**What you will do**
Throughout the material below, how many lines include the string "regex"? Reply with only the number.

────────────────────

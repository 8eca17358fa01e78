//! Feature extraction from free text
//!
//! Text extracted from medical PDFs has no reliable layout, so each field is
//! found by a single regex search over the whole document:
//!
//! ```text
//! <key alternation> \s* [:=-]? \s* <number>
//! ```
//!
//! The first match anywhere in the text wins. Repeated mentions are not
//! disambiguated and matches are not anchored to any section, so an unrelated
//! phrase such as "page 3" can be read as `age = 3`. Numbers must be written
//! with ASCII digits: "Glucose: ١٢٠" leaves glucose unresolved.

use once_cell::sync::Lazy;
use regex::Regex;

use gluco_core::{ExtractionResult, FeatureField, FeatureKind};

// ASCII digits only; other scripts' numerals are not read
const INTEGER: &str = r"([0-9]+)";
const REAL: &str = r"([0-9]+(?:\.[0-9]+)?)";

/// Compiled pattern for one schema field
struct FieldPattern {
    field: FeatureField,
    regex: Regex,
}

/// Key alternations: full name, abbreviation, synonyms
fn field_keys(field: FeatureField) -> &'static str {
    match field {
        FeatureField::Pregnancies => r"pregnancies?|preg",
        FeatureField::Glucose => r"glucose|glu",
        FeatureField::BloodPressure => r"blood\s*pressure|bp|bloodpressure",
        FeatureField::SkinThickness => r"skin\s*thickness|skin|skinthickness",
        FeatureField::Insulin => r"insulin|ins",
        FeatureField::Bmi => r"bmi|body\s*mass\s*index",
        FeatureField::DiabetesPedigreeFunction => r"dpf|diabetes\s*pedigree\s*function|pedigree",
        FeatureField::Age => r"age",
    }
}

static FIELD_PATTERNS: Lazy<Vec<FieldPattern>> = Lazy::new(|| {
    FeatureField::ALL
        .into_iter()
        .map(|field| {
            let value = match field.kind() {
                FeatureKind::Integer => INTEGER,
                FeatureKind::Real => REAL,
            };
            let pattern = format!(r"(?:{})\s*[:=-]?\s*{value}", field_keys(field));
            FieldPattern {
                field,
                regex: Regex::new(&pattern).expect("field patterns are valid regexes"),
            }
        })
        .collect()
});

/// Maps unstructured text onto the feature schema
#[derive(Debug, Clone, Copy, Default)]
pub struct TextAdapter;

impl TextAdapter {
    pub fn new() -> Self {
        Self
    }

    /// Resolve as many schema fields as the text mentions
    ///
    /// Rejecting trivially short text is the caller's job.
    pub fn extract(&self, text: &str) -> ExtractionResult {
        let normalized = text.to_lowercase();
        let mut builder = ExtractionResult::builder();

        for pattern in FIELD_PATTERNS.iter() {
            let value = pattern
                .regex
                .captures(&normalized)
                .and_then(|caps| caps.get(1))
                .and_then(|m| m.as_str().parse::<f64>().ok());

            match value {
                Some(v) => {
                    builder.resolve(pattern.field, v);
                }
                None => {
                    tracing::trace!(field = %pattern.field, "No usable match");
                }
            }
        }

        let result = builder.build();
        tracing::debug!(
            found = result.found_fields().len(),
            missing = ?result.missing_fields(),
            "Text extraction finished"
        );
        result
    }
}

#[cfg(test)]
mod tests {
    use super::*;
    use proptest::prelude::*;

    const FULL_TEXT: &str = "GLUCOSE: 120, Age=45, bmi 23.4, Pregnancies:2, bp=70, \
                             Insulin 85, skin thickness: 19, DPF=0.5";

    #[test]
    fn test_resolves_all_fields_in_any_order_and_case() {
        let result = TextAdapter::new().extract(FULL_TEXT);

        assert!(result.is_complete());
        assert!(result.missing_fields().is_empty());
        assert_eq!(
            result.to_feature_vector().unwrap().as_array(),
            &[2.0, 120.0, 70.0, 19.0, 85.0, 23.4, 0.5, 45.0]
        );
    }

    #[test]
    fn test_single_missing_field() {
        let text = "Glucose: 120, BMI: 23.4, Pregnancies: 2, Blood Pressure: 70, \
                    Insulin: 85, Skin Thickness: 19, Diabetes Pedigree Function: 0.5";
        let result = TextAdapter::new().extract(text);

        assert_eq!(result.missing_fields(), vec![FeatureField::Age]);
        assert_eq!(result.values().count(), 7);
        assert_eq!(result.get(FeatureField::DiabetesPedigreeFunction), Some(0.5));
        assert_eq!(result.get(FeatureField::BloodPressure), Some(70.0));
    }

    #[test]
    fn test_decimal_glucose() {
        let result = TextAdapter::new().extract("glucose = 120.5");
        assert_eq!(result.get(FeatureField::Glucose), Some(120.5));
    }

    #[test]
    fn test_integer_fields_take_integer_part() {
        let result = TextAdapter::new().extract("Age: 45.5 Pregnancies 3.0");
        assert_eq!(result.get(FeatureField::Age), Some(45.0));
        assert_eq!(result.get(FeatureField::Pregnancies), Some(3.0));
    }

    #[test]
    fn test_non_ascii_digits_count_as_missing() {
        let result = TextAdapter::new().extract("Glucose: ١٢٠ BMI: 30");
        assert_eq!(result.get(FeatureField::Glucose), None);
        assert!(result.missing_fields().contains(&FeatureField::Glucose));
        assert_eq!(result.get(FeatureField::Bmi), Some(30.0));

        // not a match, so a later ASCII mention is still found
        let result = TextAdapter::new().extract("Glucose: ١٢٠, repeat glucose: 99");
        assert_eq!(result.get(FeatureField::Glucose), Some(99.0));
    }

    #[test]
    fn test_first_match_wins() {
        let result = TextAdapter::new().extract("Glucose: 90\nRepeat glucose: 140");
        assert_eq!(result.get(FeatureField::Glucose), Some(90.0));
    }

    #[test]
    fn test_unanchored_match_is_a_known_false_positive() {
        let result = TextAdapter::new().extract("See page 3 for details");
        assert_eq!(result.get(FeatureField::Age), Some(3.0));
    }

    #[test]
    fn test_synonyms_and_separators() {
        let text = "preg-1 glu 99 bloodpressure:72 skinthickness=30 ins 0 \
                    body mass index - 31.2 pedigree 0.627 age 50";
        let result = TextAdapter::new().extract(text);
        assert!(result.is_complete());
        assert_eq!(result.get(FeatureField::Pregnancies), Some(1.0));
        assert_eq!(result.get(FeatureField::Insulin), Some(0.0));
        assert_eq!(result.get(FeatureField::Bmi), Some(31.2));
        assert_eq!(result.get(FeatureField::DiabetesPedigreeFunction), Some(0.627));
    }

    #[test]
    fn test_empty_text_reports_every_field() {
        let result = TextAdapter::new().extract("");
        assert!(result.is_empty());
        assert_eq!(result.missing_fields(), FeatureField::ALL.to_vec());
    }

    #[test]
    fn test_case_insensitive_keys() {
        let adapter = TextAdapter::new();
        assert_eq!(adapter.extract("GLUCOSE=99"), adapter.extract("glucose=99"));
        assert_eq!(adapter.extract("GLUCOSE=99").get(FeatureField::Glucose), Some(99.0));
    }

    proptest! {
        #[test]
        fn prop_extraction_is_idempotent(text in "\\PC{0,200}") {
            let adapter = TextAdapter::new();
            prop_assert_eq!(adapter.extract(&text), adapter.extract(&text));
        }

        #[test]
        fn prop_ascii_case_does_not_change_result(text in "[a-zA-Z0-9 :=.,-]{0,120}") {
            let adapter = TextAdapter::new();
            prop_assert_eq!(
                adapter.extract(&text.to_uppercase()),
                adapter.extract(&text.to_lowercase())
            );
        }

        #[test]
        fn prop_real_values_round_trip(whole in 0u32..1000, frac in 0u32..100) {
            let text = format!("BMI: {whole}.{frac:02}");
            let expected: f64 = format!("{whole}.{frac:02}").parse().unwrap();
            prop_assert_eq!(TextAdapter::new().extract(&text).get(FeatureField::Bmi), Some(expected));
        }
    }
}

────────────────────

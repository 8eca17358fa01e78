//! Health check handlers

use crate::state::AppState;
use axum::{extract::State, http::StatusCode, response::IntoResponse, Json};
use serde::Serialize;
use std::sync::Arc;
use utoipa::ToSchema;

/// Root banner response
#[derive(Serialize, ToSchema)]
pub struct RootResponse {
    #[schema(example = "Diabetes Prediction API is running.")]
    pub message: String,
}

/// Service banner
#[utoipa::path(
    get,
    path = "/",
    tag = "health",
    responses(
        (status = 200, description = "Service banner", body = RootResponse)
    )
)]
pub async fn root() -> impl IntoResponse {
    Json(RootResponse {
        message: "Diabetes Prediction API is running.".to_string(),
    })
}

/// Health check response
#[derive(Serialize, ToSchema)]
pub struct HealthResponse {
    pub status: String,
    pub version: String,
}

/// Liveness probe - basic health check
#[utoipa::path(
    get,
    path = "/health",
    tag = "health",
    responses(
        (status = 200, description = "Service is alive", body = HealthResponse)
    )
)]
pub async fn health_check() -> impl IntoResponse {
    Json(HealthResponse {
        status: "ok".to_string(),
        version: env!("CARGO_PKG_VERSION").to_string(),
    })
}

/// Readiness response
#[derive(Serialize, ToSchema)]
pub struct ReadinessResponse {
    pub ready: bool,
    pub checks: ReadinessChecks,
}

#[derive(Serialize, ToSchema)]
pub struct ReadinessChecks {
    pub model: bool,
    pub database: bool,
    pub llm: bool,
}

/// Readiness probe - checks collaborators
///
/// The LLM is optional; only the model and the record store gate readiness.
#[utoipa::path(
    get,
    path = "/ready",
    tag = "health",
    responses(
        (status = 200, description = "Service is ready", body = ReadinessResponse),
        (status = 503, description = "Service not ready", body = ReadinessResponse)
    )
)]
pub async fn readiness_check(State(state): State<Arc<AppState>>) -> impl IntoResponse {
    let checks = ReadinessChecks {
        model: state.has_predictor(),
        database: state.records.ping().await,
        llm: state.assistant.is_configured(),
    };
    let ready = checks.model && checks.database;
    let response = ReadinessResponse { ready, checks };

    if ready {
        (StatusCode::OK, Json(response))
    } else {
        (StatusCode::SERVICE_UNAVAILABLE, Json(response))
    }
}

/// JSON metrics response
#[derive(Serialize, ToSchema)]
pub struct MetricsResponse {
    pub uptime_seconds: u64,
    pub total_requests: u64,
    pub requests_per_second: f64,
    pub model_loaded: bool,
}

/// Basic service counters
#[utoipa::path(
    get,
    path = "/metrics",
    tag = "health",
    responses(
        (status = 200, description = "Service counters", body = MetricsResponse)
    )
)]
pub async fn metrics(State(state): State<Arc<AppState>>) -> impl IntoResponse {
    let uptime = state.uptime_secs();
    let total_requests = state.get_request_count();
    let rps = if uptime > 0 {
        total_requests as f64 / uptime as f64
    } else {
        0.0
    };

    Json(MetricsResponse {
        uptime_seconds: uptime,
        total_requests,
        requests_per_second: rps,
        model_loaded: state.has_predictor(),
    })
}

────────────────────

**Exercise solution**
5